What if the experiment isn’t a success? How do you then decide which innovations to delete? Same system or? And if it is a success, how do you know which of the ten innovations is doing what? Or how much? How do you even know that any of them except maybe one or two is doing anything? That seems really un-scientific to me. And you also now potentially have unneeded things interacting (for better or worse) with needed things. I’m not criticizing the logic, just not fully comprehending it.

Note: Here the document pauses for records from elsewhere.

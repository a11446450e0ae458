use std::fmt;

use chrono::{Datelike, NaiveDate, NaiveDateTime, NaiveTime, Utc};
use once_cell::sync::Lazy;
use regex::{Captures, Regex};
use serde::Serialize;
use uuid::Uuid;

use crate::model::{
    HalfTimeScore, Match, MatchOdds, Odds, Sport, UpcomingMatch, format_kickoff, is_valid_odds,
};
use crate::teams::TeamAliases;

/// date, home, home, away, away, score, score
const RESULT_BLOCK_LINES: usize = 7;
/// time, home, home, away, away
const UPCOMING_BLOCK_LINES: usize = 5;
const DEFAULT_KICKOFF_HOUR: u32 = 20;

static RESULT_BLOCK_DATE: Lazy<Regex> = Lazy::new(|| {
    Regex::new(r"^(\d{1,2})\.(\d{1,2})\.\s+(\d{1,2}):(\d{2})$").expect("result block date regex")
});
static UPCOMING_BLOCK_TIME: Lazy<Regex> =
    Lazy::new(|| Regex::new(r"^(\d{1,2}):(\d{2})$").expect("upcoming block time regex"));
static SCOREBOARD: Lazy<Regex> = Lazy::new(|| {
    Regex::new(r"^(.+?)\s*[-–]\s*(.+?)\s+(\d+):(\d+)\s*(?:\((\d+):(\d+)\))?")
        .expect("scoreboard regex")
});
static CASUAL: Lazy<Regex> =
    Lazy::new(|| Regex::new(r"^(.+?)\s+(?:vs|v)\s+(.+?)\s+(\d+)-(\d+)").expect("casual regex"));
static UPCOMING_WITH_ODDS: Lazy<Regex> = Lazy::new(|| {
    Regex::new(
        r"^(.+?)\s+(?:vs|v|-)\s+(.+?)\s+(\d{1,2})/(\d{1,2})(?:\s+(\d{1,2}):(\d{2}))?\s+([\d.]+)\s+([\d.]+)\s+([\d.]+)",
    )
    .expect("upcoming odds regex")
});
static UPCOMING_DATED: Lazy<Regex> = Lazy::new(|| {
    Regex::new(r"^(.+?)\s+(?:vs|v|-)\s+(.+?)\s+(\d{1,2})/(\d{1,2})(?:\s+(\d{1,2}):(\d{2}))?")
        .expect("upcoming dated regex")
});
static UPCOMING_PLAIN: Lazy<Regex> =
    Lazy::new(|| Regex::new(r"^(.+?)\s+(?:vs|v|-)\s+(.+)$").expect("upcoming plain regex"));

#[derive(Debug, Clone, Copy, PartialEq, Eq, Serialize)]
#[serde(rename_all = "kebab-case")]
pub enum SkipReason {
    Unrecognized,
    InvalidScore,
    InvalidDate,
    InvalidOdds,
    EmptyTeamName,
}

impl fmt::Display for SkipReason {
    fn fmt(&self, f: &mut fmt::Formatter<'_>) -> fmt::Result {
        let msg = match self {
            SkipReason::Unrecognized => "unrecognized format",
            SkipReason::InvalidScore => "invalid score",
            SkipReason::InvalidDate => "invalid date",
            SkipReason::InvalidOdds => "invalid odds",
            SkipReason::EmptyTeamName => "empty team name",
        };
        f.write_str(msg)
    }
}

#[derive(Debug, Clone, PartialEq, Eq, Serialize)]
pub struct SkippedLine {
    pub line: String,
    pub reason: SkipReason,
}

/// Records that parsed, plus every line that did not and why.
#[derive(Debug, Clone, Serialize)]
pub struct ParseReport<T> {
    pub accepted: Vec<T>,
    pub skipped: Vec<SkippedLine>,
}

impl<T> Default for ParseReport<T> {
    fn default() -> Self {
        Self {
            accepted: Vec::new(),
            skipped: Vec::new(),
        }
    }
}

impl<T> ParseReport<T> {
    fn skip(&mut self, line: &str, reason: SkipReason) {
        log::debug!("skipping line {line:?}: {reason}");
        self.skipped.push(SkippedLine {
            line: line.to_string(),
            reason,
        });
    }
}

/// Turns pasted result/fixture text into records.
///
/// Multi-line blocks are tried first at every position; a line that does
/// not open a block is parsed on its own. The clock only feeds defaults
/// (missing dates, the current year for `DD.MM.` / `DD/MM` dates).
pub struct TextParser<'a> {
    aliases: &'a TeamAliases,
    now: NaiveDateTime,
}

impl<'a> TextParser<'a> {
    pub fn new(aliases: &'a TeamAliases) -> Self {
        Self::at(aliases, Utc::now().naive_utc())
    }

    pub fn at(aliases: &'a TeamAliases, now: NaiveDateTime) -> Self {
        Self { aliases, now }
    }

    pub fn parse_results(&self, input: &str, sport: Sport) -> ParseReport<Match> {
        let lines = non_empty_lines(input);
        let mut report = ParseReport::default();

        let mut i = 0;
        while i < lines.len() {
            if let Some(parsed) = self.result_block(&lines[i..], sport) {
                report.accepted.push(parsed);
                i += RESULT_BLOCK_LINES;
                continue;
            }
            match self.result_line(lines[i], sport) {
                Ok(parsed) => report.accepted.push(parsed),
                Err(reason) => report.skip(lines[i], reason),
            }
            i += 1;
        }
        report
    }

    pub fn parse_upcoming(&self, input: &str, sport: Sport) -> ParseReport<UpcomingMatch> {
        let lines = non_empty_lines(input);
        let mut report = ParseReport::default();

        let mut i = 0;
        while i < lines.len() {
            if let Some(parsed) = self.upcoming_block(&lines[i..], sport) {
                report.accepted.push(parsed);
                i += UPCOMING_BLOCK_LINES;
                continue;
            }
            match self.upcoming_line(lines[i], sport) {
                Ok(parsed) => report.accepted.push(parsed),
                Err(reason) => report.skip(lines[i], reason),
            }
            i += 1;
        }
        report
    }

    fn result_block(&self, lines: &[&str], sport: Sport) -> Option<Match> {
        let [date, home, home_again, away, away_again, score_home, score_away, ..] = lines else {
            return None;
        };
        let caps = RESULT_BLOCK_DATE.captures(date)?;
        if home != home_again || away != away_again {
            return None;
        }
        let score_home = parse_score(score_home)?;
        let score_away = parse_score(score_away)?;

        let day = cap_u32(&caps, 1)?;
        let month = cap_u32(&caps, 2)?;
        let kickoff = NaiveDate::from_ymd_opt(self.now.year(), month, day)?
            .and_hms_opt(cap_u32(&caps, 3)?, cap_u32(&caps, 4)?, 0)?;

        let (home_team, away_team) = self.teams(home, away).ok()?;
        Some(Match {
            id: new_id(),
            date: format_kickoff(kickoff),
            sport,
            home_team,
            away_team,
            score_home,
            score_away,
            score_ht: None,
            league: None,
            metadata: None,
        })
    }

    fn result_line(&self, line: &str, sport: Sport) -> Result<Match, SkipReason> {
        if let Some(parsed) = self.comma_separated(line, sport)? {
            return Ok(parsed);
        }
        if let Some(parsed) = self.scoreboard(line, sport)? {
            return Ok(parsed);
        }
        if let Some(parsed) = self.casual(line, sport)? {
            return Ok(parsed);
        }
        Err(SkipReason::Unrecognized)
    }

    /// `home,away,scoreHome,scoreAway[,date[,league]]`
    fn comma_separated(&self, line: &str, sport: Sport) -> Result<Option<Match>, SkipReason> {
        if !line.contains(',') {
            return Ok(None);
        }
        let parts = line.split(',').map(str::trim).collect::<Vec<_>>();
        if parts.len() < 4 {
            return Ok(None);
        }
        let (home_team, away_team) = self.teams(parts[0], parts[1])?;
        let score_home = parse_score(parts[2]).ok_or(SkipReason::InvalidScore)?;
        let score_away = parse_score(parts[3]).ok_or(SkipReason::InvalidScore)?;
        let date = parts
            .get(4)
            .filter(|d| !d.is_empty())
            .map(|d| d.to_string())
            .unwrap_or_else(|| format_kickoff(self.now));
        let league = parts
            .get(5)
            .filter(|l| !l.is_empty())
            .map(|l| l.to_string());
        Ok(Some(Match {
            id: new_id(),
            date,
            sport,
            home_team,
            away_team,
            score_home,
            score_away,
            score_ht: None,
            league,
            metadata: None,
        }))
    }

    /// `Home - Away 3:1 (1:0)`
    fn scoreboard(&self, line: &str, sport: Sport) -> Result<Option<Match>, SkipReason> {
        let Some(caps) = SCOREBOARD.captures(line) else {
            return Ok(None);
        };
        let (home_team, away_team) = self.teams(&caps[1], &caps[2])?;
        let score_home = cap_u32(&caps, 3).ok_or(SkipReason::InvalidScore)?;
        let score_away = cap_u32(&caps, 4).ok_or(SkipReason::InvalidScore)?;
        let score_ht = match (caps.get(5), caps.get(6)) {
            (Some(_), Some(_)) => Some(HalfTimeScore {
                home: cap_u32(&caps, 5).ok_or(SkipReason::InvalidScore)?,
                away: cap_u32(&caps, 6).ok_or(SkipReason::InvalidScore)?,
            }),
            _ => None,
        };
        Ok(Some(Match {
            id: new_id(),
            date: format_kickoff(self.now),
            sport,
            home_team,
            away_team,
            score_home,
            score_away,
            score_ht,
            league: None,
            metadata: None,
        }))
    }

    /// `Home vs Away 3-1`
    fn casual(&self, line: &str, sport: Sport) -> Result<Option<Match>, SkipReason> {
        let Some(caps) = CASUAL.captures(line) else {
            return Ok(None);
        };
        let (home_team, away_team) = self.teams(&caps[1], &caps[2])?;
        Ok(Some(Match {
            id: new_id(),
            date: format_kickoff(self.now),
            sport,
            home_team,
            away_team,
            score_home: cap_u32(&caps, 3).ok_or(SkipReason::InvalidScore)?,
            score_away: cap_u32(&caps, 4).ok_or(SkipReason::InvalidScore)?,
            score_ht: None,
            league: None,
            metadata: None,
        }))
    }

    fn upcoming_block(&self, lines: &[&str], sport: Sport) -> Option<UpcomingMatch> {
        let [time, home, home_again, away, away_again, ..] = lines else {
            return None;
        };
        let caps = UPCOMING_BLOCK_TIME.captures(time)?;
        if home != home_again || away != away_again {
            return None;
        }
        let kickoff = self
            .now
            .date()
            .and_hms_opt(cap_u32(&caps, 1)?, cap_u32(&caps, 2)?, 0)?;
        let (home_team, away_team) = self.teams(home, away).ok()?;
        Some(UpcomingMatch {
            id: new_id(),
            date: format_kickoff(kickoff),
            sport,
            home_team,
            away_team,
            league: None,
            odds: None,
        })
    }

    fn upcoming_line(&self, line: &str, sport: Sport) -> Result<UpcomingMatch, SkipReason> {
        if let Some(parsed) = self.upcoming_with_odds(line, sport)? {
            return Ok(parsed);
        }
        if let Some(parsed) = self.upcoming_dated(line, sport)? {
            return Ok(parsed);
        }
        if let Some(parsed) = self.upcoming_plain(line, sport)? {
            return Ok(parsed);
        }
        Err(SkipReason::Unrecognized)
    }

    /// `Home vs Away DD/MM [HH:MM] 1.65 3.80 5.20`
    fn upcoming_with_odds(
        &self,
        line: &str,
        sport: Sport,
    ) -> Result<Option<UpcomingMatch>, SkipReason> {
        let Some(caps) = UPCOMING_WITH_ODDS.captures(line) else {
            return Ok(None);
        };
        let (home_team, away_team) = self.teams(&caps[1], &caps[2])?;
        let kickoff = self.scheduled(&caps).ok_or(SkipReason::InvalidDate)?;
        let home = parse_odds(&caps[7]).ok_or(SkipReason::InvalidOdds)?;
        let draw = parse_odds(&caps[8]).ok_or(SkipReason::InvalidOdds)?;
        let away = parse_odds(&caps[9]).ok_or(SkipReason::InvalidOdds)?;
        Ok(Some(UpcomingMatch {
            id: new_id(),
            date: format_kickoff(kickoff),
            sport,
            home_team,
            away_team,
            league: None,
            odds: Some(Odds {
                match_result: Some(MatchOdds { home, draw, away }),
                ..Odds::default()
            }),
        }))
    }

    /// `Home vs Away DD/MM [HH:MM]`
    fn upcoming_dated(&self, line: &str, sport: Sport) -> Result<Option<UpcomingMatch>, SkipReason> {
        let Some(caps) = UPCOMING_DATED.captures(line) else {
            return Ok(None);
        };
        let (home_team, away_team) = self.teams(&caps[1], &caps[2])?;
        let kickoff = self.scheduled(&caps).ok_or(SkipReason::InvalidDate)?;
        Ok(Some(UpcomingMatch {
            id: new_id(),
            date: format_kickoff(kickoff),
            sport,
            home_team,
            away_team,
            league: None,
            odds: None,
        }))
    }

    /// `Home vs Away`, scheduled tomorrow evening.
    fn upcoming_plain(&self, line: &str, sport: Sport) -> Result<Option<UpcomingMatch>, SkipReason> {
        let Some(caps) = UPCOMING_PLAIN.captures(line) else {
            return Ok(None);
        };
        let (home_team, away_team) = self.teams(&caps[1], &caps[2])?;
        let tomorrow = self.now.date().succ_opt().unwrap_or(self.now.date());
        Ok(Some(UpcomingMatch {
            id: new_id(),
            date: format_kickoff(evening_of(tomorrow)),
            sport,
            home_team,
            away_team,
            league: None,
            odds: None,
        }))
    }

    /// Day/month in groups 3-4, optional hour/minute in 5-6.
    fn scheduled(&self, caps: &Captures<'_>) -> Option<NaiveDateTime> {
        let day = cap_u32(caps, 3)?;
        let month = cap_u32(caps, 4)?;
        let date = NaiveDate::from_ymd_opt(self.now.year(), month, day)?;
        match (cap_u32(caps, 5), cap_u32(caps, 6)) {
            (Some(hour), Some(minute)) => date.and_hms_opt(hour, minute, 0),
            _ => Some(evening_of(date)),
        }
    }

    fn teams(&self, home: &str, away: &str) -> Result<(String, String), SkipReason> {
        let home = self.aliases.normalize(home);
        let away = self.aliases.normalize(away);
        if home.is_empty() || away.is_empty() {
            return Err(SkipReason::EmptyTeamName);
        }
        Ok((home, away))
    }
}

fn non_empty_lines(input: &str) -> Vec<&str> {
    input
        .lines()
        .map(str::trim)
        .filter(|line| !line.is_empty())
        .collect()
}

fn parse_score(raw: &str) -> Option<u32> {
    let s = raw.trim();
    if s.is_empty() || !s.bytes().all(|b| b.is_ascii_digit()) {
        return None;
    }
    s.parse().ok()
}

fn parse_odds(raw: &str) -> Option<f64> {
    raw.trim().parse::<f64>().ok().filter(|v| is_valid_odds(*v))
}

fn cap_u32(caps: &Captures<'_>, idx: usize) -> Option<u32> {
    caps.get(idx)?.as_str().parse().ok()
}

fn evening_of(date: NaiveDate) -> NaiveDateTime {
    date.and_hms_opt(DEFAULT_KICKOFF_HOUR, 0, 0)
        .unwrap_or_else(|| date.and_time(NaiveTime::MIN))
}

fn new_id() -> String {
    Uuid::new_v4().to_string()
}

Julie, yes, the same system could be used if the thing is a failure. It is worth noting that in any scenario, standing in the completed structure and observing would give a hint regarding which innovations function to which degree. This approach is suited more for gaining experience in uncharted waters than for refining well understood techniques. We are in effect, trying to invent outliers.

Julie Reed wrote:  


A poly membrane creates a moisture barrier, but not a full disconnect. How thick is the layer of surrounding soil? For the dry earth to act as a thermal mass, it needs to be below frost line and separated from any source of conduction. So the barrier will prevent moisture migration, but not thermal transfer. If the barrier does not also include insulation, the surrounding soil would need to be much thicker than whatever frost depth is, no?



That sounds correct. A layer of dry duff such as sawdust has been used between the umbrella membrane and the dry soil beneath it to help insulate, but even with that technique the main insulation is simply the sheer thickness of the mass. So not much of a disconnect.

I'm not sure to what extent this factors in, but the membrane is usually 5-10 layers of repurposed billboard tarps. What I have seen is that even after the mass has settled, the membrane still has cushion to it as not all the air is expelled between the tarps. Their creases prevent them from laying flat together.